WORK REQUEST → The following data has a line with "third-party editor widget." and a line with "tests. The Monaco". Write out exactly those lines and all the lines between them.
______________________________
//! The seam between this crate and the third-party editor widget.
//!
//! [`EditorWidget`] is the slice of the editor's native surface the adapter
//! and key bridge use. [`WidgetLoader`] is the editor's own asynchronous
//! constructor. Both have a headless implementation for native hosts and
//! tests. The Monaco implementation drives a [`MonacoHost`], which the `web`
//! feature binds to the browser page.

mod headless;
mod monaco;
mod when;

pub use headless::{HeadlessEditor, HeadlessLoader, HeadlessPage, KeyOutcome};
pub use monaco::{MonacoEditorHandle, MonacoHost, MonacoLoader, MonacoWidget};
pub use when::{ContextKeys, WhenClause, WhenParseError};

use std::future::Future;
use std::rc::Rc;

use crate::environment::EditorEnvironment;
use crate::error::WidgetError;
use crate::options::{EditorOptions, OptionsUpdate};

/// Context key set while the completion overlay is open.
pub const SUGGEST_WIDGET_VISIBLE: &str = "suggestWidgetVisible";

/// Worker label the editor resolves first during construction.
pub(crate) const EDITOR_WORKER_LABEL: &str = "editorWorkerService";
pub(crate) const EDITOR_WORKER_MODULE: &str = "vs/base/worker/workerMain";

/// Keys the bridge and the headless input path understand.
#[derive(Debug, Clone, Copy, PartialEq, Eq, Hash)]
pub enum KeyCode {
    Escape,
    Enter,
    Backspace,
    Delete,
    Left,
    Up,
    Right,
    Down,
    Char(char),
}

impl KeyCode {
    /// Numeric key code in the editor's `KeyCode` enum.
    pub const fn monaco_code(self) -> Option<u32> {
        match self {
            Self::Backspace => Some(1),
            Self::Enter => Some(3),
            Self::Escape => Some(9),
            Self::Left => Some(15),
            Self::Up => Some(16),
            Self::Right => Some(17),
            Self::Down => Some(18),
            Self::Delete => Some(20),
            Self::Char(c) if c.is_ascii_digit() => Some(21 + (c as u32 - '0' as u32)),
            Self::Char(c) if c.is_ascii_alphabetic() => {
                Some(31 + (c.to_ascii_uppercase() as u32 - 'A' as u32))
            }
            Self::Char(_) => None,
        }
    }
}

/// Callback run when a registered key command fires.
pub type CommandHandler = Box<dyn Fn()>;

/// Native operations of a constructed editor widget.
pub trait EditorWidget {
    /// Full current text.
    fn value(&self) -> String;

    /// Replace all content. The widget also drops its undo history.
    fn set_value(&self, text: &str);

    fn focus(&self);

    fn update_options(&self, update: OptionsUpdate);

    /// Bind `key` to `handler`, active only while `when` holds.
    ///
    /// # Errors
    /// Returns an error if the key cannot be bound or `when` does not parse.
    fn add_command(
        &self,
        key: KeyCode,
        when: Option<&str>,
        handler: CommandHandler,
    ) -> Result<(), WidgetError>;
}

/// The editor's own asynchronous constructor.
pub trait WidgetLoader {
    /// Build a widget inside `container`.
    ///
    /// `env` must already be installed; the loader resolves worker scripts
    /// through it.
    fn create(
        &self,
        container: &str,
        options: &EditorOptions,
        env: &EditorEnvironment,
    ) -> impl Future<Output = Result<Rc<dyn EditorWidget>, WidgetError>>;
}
______________________________
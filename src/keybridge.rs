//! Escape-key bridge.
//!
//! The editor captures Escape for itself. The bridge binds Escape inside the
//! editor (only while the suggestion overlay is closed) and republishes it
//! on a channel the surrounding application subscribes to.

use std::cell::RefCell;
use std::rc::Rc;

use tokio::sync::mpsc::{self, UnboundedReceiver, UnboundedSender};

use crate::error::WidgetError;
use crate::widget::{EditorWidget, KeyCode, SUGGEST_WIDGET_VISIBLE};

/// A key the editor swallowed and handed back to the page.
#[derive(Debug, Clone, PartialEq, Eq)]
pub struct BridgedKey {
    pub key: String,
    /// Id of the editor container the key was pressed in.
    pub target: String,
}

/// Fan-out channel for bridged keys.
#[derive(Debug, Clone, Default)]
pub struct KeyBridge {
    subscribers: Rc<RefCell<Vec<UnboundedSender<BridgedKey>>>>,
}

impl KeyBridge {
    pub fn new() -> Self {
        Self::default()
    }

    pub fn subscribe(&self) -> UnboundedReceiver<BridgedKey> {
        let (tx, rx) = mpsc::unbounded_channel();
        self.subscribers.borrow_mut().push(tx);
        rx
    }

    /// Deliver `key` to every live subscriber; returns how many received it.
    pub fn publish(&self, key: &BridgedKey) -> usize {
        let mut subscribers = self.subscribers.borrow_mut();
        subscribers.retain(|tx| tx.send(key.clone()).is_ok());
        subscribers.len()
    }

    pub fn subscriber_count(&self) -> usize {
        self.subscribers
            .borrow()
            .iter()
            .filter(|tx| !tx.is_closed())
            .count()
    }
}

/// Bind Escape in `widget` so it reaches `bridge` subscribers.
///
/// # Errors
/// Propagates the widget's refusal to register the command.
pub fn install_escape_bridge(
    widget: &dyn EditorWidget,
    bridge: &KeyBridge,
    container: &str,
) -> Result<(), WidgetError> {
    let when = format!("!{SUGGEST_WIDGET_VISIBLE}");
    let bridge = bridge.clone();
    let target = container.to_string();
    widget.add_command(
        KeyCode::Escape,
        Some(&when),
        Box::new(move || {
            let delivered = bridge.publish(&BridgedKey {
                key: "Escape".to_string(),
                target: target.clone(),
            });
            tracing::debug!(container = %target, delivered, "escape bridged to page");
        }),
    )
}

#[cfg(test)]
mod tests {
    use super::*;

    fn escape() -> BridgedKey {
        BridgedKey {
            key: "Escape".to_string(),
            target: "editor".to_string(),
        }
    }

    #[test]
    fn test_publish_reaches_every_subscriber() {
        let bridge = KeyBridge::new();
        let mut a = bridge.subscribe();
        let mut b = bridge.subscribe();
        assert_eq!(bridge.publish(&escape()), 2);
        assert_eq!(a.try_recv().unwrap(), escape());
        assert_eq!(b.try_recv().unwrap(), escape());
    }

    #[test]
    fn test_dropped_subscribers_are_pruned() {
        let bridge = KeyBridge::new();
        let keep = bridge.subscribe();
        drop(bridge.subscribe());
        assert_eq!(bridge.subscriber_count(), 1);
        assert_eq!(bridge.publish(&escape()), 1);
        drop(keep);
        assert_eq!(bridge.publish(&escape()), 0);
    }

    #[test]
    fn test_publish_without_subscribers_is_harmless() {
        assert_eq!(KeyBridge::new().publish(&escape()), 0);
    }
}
______________________________
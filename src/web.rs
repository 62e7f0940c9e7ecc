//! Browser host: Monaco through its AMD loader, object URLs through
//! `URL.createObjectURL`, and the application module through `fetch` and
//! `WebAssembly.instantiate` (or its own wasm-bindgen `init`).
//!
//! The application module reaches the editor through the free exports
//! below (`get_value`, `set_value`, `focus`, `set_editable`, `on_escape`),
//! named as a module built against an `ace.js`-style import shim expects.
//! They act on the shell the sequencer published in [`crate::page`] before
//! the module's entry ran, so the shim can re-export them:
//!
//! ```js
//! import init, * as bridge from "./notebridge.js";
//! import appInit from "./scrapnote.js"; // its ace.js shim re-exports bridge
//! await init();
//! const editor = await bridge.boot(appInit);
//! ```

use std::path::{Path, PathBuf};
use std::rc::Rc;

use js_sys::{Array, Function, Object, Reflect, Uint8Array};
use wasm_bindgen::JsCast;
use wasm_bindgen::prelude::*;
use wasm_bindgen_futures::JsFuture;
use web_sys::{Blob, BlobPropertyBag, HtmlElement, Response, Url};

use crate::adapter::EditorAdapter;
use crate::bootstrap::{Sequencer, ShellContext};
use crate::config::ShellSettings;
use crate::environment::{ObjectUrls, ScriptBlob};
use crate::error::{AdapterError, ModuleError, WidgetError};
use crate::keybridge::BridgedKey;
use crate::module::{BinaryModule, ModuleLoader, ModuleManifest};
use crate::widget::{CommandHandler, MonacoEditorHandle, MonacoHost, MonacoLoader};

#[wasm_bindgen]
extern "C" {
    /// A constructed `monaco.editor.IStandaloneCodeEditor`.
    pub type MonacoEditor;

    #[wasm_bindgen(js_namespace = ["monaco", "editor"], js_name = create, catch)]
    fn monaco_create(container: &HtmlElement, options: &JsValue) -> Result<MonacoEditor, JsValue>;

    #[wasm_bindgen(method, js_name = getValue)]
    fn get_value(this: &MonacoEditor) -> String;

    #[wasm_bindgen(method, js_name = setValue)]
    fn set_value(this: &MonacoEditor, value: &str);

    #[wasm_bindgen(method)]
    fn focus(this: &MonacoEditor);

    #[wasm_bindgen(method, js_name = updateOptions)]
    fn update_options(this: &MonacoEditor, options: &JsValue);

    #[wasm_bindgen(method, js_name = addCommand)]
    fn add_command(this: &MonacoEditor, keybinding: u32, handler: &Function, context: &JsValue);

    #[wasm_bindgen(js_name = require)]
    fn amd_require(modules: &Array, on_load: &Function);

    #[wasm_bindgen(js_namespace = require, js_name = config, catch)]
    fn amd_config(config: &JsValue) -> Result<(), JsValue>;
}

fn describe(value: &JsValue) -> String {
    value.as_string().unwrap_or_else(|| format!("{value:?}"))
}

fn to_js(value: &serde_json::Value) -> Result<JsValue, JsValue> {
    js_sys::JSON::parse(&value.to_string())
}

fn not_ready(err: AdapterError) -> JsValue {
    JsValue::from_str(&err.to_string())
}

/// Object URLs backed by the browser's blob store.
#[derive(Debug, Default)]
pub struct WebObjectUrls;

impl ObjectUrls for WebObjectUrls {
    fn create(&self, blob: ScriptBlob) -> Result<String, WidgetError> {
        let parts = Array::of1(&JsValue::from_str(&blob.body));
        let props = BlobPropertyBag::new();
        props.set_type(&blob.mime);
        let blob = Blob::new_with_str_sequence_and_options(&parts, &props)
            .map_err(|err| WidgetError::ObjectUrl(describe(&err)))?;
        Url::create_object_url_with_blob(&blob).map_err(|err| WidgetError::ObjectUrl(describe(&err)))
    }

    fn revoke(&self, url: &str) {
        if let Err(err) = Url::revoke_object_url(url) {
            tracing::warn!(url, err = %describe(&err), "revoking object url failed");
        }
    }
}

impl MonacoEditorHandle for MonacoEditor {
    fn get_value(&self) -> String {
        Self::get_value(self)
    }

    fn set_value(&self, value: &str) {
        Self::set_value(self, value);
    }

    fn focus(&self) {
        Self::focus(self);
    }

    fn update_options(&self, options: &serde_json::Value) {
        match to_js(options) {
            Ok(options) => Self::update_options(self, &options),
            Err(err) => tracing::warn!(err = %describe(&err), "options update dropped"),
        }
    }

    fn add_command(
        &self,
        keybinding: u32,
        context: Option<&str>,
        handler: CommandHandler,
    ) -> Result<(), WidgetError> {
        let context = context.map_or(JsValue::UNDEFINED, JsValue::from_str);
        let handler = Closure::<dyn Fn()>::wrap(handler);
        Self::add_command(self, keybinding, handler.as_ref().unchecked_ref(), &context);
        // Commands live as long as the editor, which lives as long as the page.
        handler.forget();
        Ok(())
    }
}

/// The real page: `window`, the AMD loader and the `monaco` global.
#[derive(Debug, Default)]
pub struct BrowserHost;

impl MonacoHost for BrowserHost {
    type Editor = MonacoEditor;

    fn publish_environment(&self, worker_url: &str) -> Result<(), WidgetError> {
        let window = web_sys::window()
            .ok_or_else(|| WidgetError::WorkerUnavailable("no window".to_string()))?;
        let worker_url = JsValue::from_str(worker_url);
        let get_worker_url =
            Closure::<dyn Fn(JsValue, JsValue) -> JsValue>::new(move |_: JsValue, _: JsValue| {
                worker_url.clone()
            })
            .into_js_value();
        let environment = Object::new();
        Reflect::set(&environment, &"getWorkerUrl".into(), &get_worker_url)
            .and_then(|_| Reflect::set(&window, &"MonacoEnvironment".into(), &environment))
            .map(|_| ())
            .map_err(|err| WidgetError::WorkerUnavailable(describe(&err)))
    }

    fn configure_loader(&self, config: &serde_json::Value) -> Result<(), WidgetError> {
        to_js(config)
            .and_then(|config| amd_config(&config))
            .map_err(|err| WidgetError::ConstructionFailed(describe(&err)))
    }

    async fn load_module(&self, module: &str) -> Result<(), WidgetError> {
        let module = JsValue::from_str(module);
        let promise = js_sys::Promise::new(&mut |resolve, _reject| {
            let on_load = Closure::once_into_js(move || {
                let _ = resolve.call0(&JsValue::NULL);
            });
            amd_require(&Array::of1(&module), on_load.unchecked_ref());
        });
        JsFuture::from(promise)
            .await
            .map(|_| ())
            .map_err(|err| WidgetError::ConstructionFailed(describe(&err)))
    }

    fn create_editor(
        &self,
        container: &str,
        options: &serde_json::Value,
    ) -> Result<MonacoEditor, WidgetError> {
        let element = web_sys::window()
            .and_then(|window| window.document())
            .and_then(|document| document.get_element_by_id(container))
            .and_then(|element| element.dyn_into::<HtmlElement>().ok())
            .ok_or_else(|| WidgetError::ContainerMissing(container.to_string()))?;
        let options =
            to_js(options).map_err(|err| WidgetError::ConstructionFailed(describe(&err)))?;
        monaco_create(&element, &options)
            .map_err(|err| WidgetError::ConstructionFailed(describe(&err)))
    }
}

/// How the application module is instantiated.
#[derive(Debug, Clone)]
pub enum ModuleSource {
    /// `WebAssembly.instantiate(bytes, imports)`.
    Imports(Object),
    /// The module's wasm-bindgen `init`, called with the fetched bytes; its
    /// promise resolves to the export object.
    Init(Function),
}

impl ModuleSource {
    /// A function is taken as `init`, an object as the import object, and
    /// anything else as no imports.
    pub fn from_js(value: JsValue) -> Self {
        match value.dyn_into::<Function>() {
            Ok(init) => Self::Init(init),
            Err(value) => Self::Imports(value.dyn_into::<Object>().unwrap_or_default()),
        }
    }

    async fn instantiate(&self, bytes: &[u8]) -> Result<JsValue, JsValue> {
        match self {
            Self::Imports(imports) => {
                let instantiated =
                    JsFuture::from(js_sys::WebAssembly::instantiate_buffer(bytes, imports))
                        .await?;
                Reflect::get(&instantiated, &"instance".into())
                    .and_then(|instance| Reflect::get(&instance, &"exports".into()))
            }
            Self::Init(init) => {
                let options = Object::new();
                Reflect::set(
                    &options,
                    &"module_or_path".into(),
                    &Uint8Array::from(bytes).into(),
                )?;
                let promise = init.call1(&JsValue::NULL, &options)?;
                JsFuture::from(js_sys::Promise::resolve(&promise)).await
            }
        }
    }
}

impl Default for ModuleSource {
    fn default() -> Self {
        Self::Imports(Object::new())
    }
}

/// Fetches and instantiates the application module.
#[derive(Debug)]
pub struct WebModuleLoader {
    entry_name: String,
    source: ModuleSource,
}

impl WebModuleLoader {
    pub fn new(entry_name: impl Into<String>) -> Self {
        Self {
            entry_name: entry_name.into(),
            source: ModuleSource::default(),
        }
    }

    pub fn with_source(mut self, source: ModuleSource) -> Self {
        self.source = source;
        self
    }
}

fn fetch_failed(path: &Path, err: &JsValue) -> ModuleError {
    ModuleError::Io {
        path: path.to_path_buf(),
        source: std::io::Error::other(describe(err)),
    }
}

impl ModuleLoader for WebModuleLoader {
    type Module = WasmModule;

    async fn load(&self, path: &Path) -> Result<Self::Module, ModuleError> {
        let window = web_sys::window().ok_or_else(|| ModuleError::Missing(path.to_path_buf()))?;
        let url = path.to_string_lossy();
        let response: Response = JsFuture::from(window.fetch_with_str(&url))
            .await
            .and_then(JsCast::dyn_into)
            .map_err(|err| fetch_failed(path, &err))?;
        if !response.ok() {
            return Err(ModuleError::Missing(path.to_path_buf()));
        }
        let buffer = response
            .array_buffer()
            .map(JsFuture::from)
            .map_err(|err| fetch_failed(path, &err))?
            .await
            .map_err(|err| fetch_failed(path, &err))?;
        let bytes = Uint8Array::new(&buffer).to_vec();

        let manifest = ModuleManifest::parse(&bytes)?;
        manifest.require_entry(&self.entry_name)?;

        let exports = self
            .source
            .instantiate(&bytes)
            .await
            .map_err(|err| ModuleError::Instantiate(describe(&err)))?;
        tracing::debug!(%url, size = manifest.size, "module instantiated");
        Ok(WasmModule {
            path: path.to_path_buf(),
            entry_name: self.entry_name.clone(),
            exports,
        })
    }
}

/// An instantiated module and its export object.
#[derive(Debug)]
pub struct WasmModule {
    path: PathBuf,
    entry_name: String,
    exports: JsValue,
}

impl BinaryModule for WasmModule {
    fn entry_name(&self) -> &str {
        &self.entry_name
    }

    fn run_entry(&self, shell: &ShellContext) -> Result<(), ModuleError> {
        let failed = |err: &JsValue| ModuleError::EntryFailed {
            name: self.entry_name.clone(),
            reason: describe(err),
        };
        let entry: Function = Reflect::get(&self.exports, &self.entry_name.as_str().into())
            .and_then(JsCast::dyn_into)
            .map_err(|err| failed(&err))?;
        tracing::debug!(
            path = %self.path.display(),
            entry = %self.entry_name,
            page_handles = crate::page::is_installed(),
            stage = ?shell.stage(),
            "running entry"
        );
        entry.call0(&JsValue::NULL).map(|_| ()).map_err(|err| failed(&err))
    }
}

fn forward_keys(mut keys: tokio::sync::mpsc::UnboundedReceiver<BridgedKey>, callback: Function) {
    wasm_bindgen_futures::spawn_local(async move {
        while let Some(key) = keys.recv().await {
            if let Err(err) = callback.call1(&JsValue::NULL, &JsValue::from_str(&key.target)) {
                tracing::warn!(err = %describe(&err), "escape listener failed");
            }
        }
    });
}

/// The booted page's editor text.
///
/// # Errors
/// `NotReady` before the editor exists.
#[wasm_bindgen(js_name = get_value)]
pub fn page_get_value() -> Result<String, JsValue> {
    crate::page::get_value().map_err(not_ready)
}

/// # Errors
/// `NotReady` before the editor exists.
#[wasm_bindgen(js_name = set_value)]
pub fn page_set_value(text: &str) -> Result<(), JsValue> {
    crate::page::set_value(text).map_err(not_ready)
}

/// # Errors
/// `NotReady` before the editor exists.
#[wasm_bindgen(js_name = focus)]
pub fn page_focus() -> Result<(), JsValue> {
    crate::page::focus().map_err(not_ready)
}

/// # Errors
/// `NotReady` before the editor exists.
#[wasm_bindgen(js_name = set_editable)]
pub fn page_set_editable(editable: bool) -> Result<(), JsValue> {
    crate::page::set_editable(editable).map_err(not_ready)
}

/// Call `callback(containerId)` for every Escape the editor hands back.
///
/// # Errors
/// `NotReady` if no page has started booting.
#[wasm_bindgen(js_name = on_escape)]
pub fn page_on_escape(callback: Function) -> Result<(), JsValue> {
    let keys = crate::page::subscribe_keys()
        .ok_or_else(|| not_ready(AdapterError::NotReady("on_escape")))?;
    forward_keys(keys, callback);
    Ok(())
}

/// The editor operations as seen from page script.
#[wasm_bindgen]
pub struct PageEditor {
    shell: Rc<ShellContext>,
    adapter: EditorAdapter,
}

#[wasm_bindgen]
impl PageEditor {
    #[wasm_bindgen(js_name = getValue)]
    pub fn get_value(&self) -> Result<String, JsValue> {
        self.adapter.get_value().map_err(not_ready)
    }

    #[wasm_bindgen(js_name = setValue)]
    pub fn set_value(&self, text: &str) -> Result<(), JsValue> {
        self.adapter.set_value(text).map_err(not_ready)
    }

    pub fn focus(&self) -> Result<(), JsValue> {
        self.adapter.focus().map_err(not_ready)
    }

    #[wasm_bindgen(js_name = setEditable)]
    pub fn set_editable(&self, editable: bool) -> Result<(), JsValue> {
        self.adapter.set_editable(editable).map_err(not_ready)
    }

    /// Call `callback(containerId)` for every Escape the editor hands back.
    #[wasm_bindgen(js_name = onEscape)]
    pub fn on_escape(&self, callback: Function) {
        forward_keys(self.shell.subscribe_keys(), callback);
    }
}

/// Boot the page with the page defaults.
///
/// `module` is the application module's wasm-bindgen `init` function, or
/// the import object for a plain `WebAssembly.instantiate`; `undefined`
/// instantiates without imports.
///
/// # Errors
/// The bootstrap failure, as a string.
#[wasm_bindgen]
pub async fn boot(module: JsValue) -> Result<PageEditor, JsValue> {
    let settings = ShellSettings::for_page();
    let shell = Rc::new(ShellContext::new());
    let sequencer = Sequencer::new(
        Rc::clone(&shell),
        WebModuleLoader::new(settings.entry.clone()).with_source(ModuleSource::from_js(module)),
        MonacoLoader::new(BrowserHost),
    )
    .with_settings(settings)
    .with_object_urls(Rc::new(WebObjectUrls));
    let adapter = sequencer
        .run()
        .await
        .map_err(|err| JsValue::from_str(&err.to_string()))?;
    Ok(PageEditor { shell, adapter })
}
______________________________
RESULT →
//! The seam between this crate and the third-party editor widget.
//!
//! [`EditorWidget`] is the slice of the editor's native surface the adapter
//! and key bridge use. [`WidgetLoader`] is the editor's own asynchronous
//! constructor. Both have a headless implementation for native hosts and
//! tests. The Monaco implementation drives a [`MonacoHost`], which the `web`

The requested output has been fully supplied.